Top of SOURCE INFORMATION

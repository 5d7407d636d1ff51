//! Schema index
//!
//! Parses the source schema document and builds a read-only mapping from
//! type name to its definition: kind, exact byte span in the source text,
//! and the ordered set of type names it directly references.
//!
//! The span is recorded so definitions can later be emitted verbatim —
//! downstream code generation is sensitive to the original formatting, so
//! definitions are never re-serialized.

use std::ops::Range;
use std::path::Path;

use indexmap::IndexMap;
use roxmltree::{Document, Node};

use crate::error::{Error, ParseError, Result};
use crate::scanner;

/// XSD element local names recognized at the schema top level
mod xsd_elements {
    pub const SCHEMA: &str = "schema";
    pub const COMPLEX_TYPE: &str = "complexType";
    pub const SIMPLE_TYPE: &str = "simpleType";
}

/// Kind of a top-level type definition
#[derive(Debug, Clone, Copy, PartialEq, Eq)]
pub enum TypeKind {
    /// xsd:simpleType
    Simple,
    /// xsd:complexType
    Complex,
}

impl TypeKind {
    /// Lowercase label used in listings and reports
    pub fn as_str(&self) -> &'static str {
        match self {
            TypeKind::Simple => "simple",
            TypeKind::Complex => "complex",
        }
    }
}

/// A single top-level type definition.
///
/// Created once during indexing and immutable thereafter.
#[derive(Debug, Clone)]
pub struct TypeDefinition {
    name: String,
    kind: TypeKind,
    span: Range<usize>,
    dependencies: Vec<String>,
}

impl TypeDefinition {
    /// The type's local name
    pub fn name(&self) -> &str {
        &self.name
    }

    /// Simple or complex
    pub fn kind(&self) -> TypeKind {
        self.kind
    }

    /// Byte span of the definition in the source document
    pub fn span(&self) -> Range<usize> {
        self.span.clone()
    }

    /// Direct dependencies in textual occurrence order, deduplicated.
    ///
    /// No transitive resolution has been performed; built-in XSD types are
    /// already filtered out.
    pub fn dependencies(&self) -> &[String] {
        &self.dependencies
    }
}

/// Read-only index over a source schema document.
///
/// Built once per extraction run, read many times, never mutated after
/// construction.
#[derive(Debug)]
pub struct SchemaIndex {
    source: String,
    types: IndexMap<String, TypeDefinition>,
}

impl SchemaIndex {
    /// Build an index from schema source text.
    ///
    /// The schema element is located by local name anywhere in the document,
    /// so both bare schemas and schemas embedded in a WSDL `definitions`
    /// wrapper are accepted. Fails when the document is not well-formed,
    /// has no schema element, or defines the same top-level type name twice.
    pub fn from_string(source: impl Into<String>) -> Result<Self> {
        let source = source.into();
        let types = build_type_map(&source)?;
        Ok(Self { source, types })
    }

    /// Build an index from a schema file
    pub fn from_file(path: impl AsRef<Path>) -> Result<Self> {
        let path = path.as_ref();
        let source = std::fs::read_to_string(path).map_err(|e| {
            Error::Resource(format!("failed to read schema '{}': {}", path.display(), e))
        })?;
        Self::from_string(source).map_err(|e| match e {
            Error::Parse(pe) => Error::Parse(pe.with_location(path.display().to_string())),
            other => other,
        })
    }

    /// Look up a type definition by local name
    pub fn get(&self, name: &str) -> Option<&TypeDefinition> {
        self.types.get(name)
    }

    /// Whether a type name is defined
    pub fn contains(&self, name: &str) -> bool {
        self.types.contains_key(name)
    }

    /// Number of indexed top-level types
    pub fn len(&self) -> usize {
        self.types.len()
    }

    /// Whether the schema defines no top-level types
    pub fn is_empty(&self) -> bool {
        self.types.is_empty()
    }

    /// Type names in document order, each exactly once
    pub fn type_names(&self) -> impl Iterator<Item = &str> {
        self.types.keys().map(String::as_str)
    }

    /// Definitions in document order
    pub fn definitions(&self) -> impl Iterator<Item = &TypeDefinition> {
        self.types.values()
    }

    /// The verbatim source text of a definition
    pub fn definition_text(&self, definition: &TypeDefinition) -> &str {
        &self.source[definition.span()]
    }
}

fn build_type_map(source: &str) -> Result<IndexMap<String, TypeDefinition>> {
    let doc = Document::parse(source)
        .map_err(|e| ParseError::new(format!("not well-formed XML: {}", e)))?;

    let schema = find_schema_element(&doc)?;

    let mut types = IndexMap::new();
    for child in schema.children().filter(Node::is_element) {
        let kind = match child.tag_name().name() {
            xsd_elements::COMPLEX_TYPE => TypeKind::Complex,
            xsd_elements::SIMPLE_TYPE => TypeKind::Simple,
            _ => continue,
        };

        // Anonymous types cannot be referenced and are not indexed
        let name = match child.attribute("name") {
            Some(n) => n.to_string(),
            None => continue,
        };

        let definition = TypeDefinition {
            name: name.clone(),
            kind,
            span: child.range(),
            dependencies: scanner::scan(child),
        };

        if types.insert(name.clone(), definition).is_some() {
            return Err(Error::DuplicateType { name });
        }
    }

    Ok(types)
}

fn find_schema_element<'a, 'input>(doc: &'a Document<'input>) -> Result<Node<'a, 'input>> {
    doc.descendants()
        .find(|n| n.is_element() && n.tag_name().name() == xsd_elements::SCHEMA)
        .ok_or_else(|| ParseError::new("could not find schema element in document").into())
}

#[cfg(test)]
mod tests {
    use super::*;

    const SCHEMA: &str = r#"<?xml version="1.0" encoding="UTF-8"?>
<definitions xmlns:xsd="http://www.w3.org/2001/XMLSchema"
             xmlns:tns="http://soap.sforce.com/2006/04/metadata">
    <types>
        <xsd:schema>
            <xsd:complexType name="DeployOptions">
                <xsd:sequence>
                    <xsd:element name="callOptions" type="tns:CallOptions"/>
                    <xsd:element name="checkOnly" type="xsd:boolean"/>
                </xsd:sequence>
            </xsd:complexType>
            <xsd:complexType name="CallOptions">
                <xsd:sequence>
                    <xsd:element name="client" type="xsd:string"/>
                </xsd:sequence>
            </xsd:complexType>
            <xsd:simpleType name="TestLevel">
                <xsd:restriction base="xsd:string">
                    <xsd:enumeration value="RunAllTests"/>
                </xsd:restriction>
            </xsd:simpleType>
        </xsd:schema>
    </types>
</definitions>"#;

    #[test]
    fn test_index_collects_top_level_types() {
        let index = SchemaIndex::from_string(SCHEMA).unwrap();
        assert_eq!(index.len(), 3);
        let names: Vec<_> = index.type_names().collect();
        assert_eq!(names, vec!["DeployOptions", "CallOptions", "TestLevel"]);
    }

    #[test]
    fn test_index_records_kind() {
        let index = SchemaIndex::from_string(SCHEMA).unwrap();
        assert_eq!(index.get("DeployOptions").unwrap().kind(), TypeKind::Complex);
        assert_eq!(index.get("TestLevel").unwrap().kind(), TypeKind::Simple);
    }

    #[test]
    fn test_index_records_dependencies() {
        let index = SchemaIndex::from_string(SCHEMA).unwrap();
        assert_eq!(index.get("DeployOptions").unwrap().dependencies(), ["CallOptions"]);
        assert!(index.get("CallOptions").unwrap().dependencies().is_empty());
    }

    #[test]
    fn test_definition_text_is_verbatim() {
        let index = SchemaIndex::from_string(SCHEMA).unwrap();
        let def = index.get("CallOptions").unwrap();
        let text = index.definition_text(def);
        assert!(text.starts_with(r#"<xsd:complexType name="CallOptions">"#));
        assert!(text.ends_with("</xsd:complexType>"));
        // Exact slice from the source, original whitespace included
        assert!(SCHEMA.contains(text));
    }

    #[test]
    fn test_duplicate_type_name_rejected() {
        let xml = r#"<xsd:schema xmlns:xsd="http://www.w3.org/2001/XMLSchema">
            <xsd:complexType name="Twice"/>
            <xsd:complexType name="Twice"/>
        </xsd:schema>"#;
        let err = SchemaIndex::from_string(xml).unwrap_err();
        assert!(matches!(err, Error::DuplicateType { ref name } if name == "Twice"));
    }

    #[test]
    fn test_missing_schema_element() {
        let err = SchemaIndex::from_string("<root><child/></root>").unwrap_err();
        assert!(matches!(err, Error::Parse(_)));
    }

    #[test]
    fn test_malformed_document() {
        let err = SchemaIndex::from_string("<xsd:schema>").unwrap_err();
        assert!(matches!(err, Error::Parse(_)));
    }

    #[test]
    fn test_anonymous_and_nested_types_not_indexed() {
        let xml = r#"<xsd:schema xmlns:xsd="http://www.w3.org/2001/XMLSchema">
            <xsd:complexType name="Outer">
                <xsd:sequence>
                    <xsd:element name="inner">
                        <xsd:complexType>
                            <xsd:sequence/>
                        </xsd:complexType>
                    </xsd:element>
                </xsd:sequence>
            </xsd:complexType>
            <xsd:simpleType/>
        </xsd:schema>"#;
        let index = SchemaIndex::from_string(xml).unwrap();
        assert_eq!(index.len(), 1);
        assert!(index.contains("Outer"));
    }

    #[test]
    fn test_from_file_missing() {
        let err = SchemaIndex::from_file("/nonexistent/metadata.xml").unwrap_err();
        assert!(matches!(err, Error::Resource(_)));
    }
}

Bottom of SOURCE INFORMATION

REQUIREMENT:
Each line in the material above that mentions the word "Resource" must be copied.

TASK RESULT:
            Error::Resource(format!("failed to read schema '{}': {}", path.display(), e))
        assert!(matches!(err, Error::Resource(_)));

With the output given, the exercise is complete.